- **Directions for this task**
Print the listing below exactly.

- **Records to use**
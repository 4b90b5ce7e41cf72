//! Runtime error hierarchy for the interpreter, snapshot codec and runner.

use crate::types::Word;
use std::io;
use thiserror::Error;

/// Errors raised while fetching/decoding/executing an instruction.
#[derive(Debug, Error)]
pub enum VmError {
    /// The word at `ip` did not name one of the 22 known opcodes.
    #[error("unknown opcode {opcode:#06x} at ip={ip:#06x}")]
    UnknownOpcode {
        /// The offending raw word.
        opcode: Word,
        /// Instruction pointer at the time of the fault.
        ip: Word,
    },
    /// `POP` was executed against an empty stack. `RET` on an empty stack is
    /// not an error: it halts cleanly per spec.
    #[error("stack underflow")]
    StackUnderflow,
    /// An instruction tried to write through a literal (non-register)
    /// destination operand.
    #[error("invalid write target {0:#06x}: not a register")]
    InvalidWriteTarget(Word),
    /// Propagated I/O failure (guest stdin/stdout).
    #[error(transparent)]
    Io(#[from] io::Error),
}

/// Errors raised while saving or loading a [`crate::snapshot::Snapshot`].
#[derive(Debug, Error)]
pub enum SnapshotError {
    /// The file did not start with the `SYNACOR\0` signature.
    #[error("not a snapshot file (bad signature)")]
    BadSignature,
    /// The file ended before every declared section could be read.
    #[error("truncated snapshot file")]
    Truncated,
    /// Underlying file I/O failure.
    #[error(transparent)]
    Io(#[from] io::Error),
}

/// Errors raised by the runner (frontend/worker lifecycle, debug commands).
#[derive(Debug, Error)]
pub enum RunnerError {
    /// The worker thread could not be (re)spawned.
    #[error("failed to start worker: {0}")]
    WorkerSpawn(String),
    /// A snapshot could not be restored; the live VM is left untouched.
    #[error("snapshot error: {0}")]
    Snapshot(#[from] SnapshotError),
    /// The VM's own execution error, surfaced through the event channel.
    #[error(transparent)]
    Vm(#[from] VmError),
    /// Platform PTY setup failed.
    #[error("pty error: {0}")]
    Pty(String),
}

- **Completed task**
repository 4b90b5ce7e41cf72
//! Runtime error hierarchy for the interpreter, snapshot codec and runner.

use crate::types::Word;
use std::io;
use thiserror::Error;

/// Errors raised while fetching/decoding/executing an instruction.
#[derive(Debug, Error)]
pub enum VmError {
    /// The word at `ip` did not name one of the 22 known opcodes.
    #[error("unknown opcode {opcode:#06x} at ip={ip:#06x}")]
    UnknownOpcode {
        /// The offending raw word.
        opcode: Word,
        /// Instruction pointer at the time of the fault.
        ip: Word,
    },
    /// `POP` was executed against an empty stack. `RET` on an empty stack is
    /// not an error: it halts cleanly per spec.
    #[error("stack underflow")]
    StackUnderflow,
    /// An instruction tried to write through a literal (non-register)
    /// destination operand.
    #[error("invalid write target {0:#06x}: not a register")]
    InvalidWriteTarget(Word),
    /// Propagated I/O failure (guest stdin/stdout).
    #[error(transparent)]
    Io(#[from] io::Error),
}

/// Errors raised while saving or loading a [`crate::snapshot::Snapshot`].
#[derive(Debug, Error)]
pub enum SnapshotError {
    /// The file did not start with the `SYNACOR\0` signature.
    #[error("not a snapshot file (bad signature)")]
    BadSignature,
    /// The file ended before every declared section could be read.
    #[error("truncated snapshot file")]
    Truncated,
    /// Underlying file I/O failure.
    #[error(transparent)]
    Io(#[from] io::Error),
}

/// Errors raised by the runner (frontend/worker lifecycle, debug commands).
#[derive(Debug, Error)]
pub enum RunnerError {
    /// The worker thread could not be (re)spawned.
    #[error("failed to start worker: {0}")]
    WorkerSpawn(String),
    /// A snapshot could not be restored; the live VM is left untouched.
    #[error("snapshot error: {0}")]
    Snapshot(#[from] SnapshotError),
    /// The VM's own execution error, surfaced through the event channel.
    #[error(transparent)]
    Vm(#[from] VmError),
    /// Platform PTY setup failed.
    #[error("pty error: {0}")]
    Pty(String),
}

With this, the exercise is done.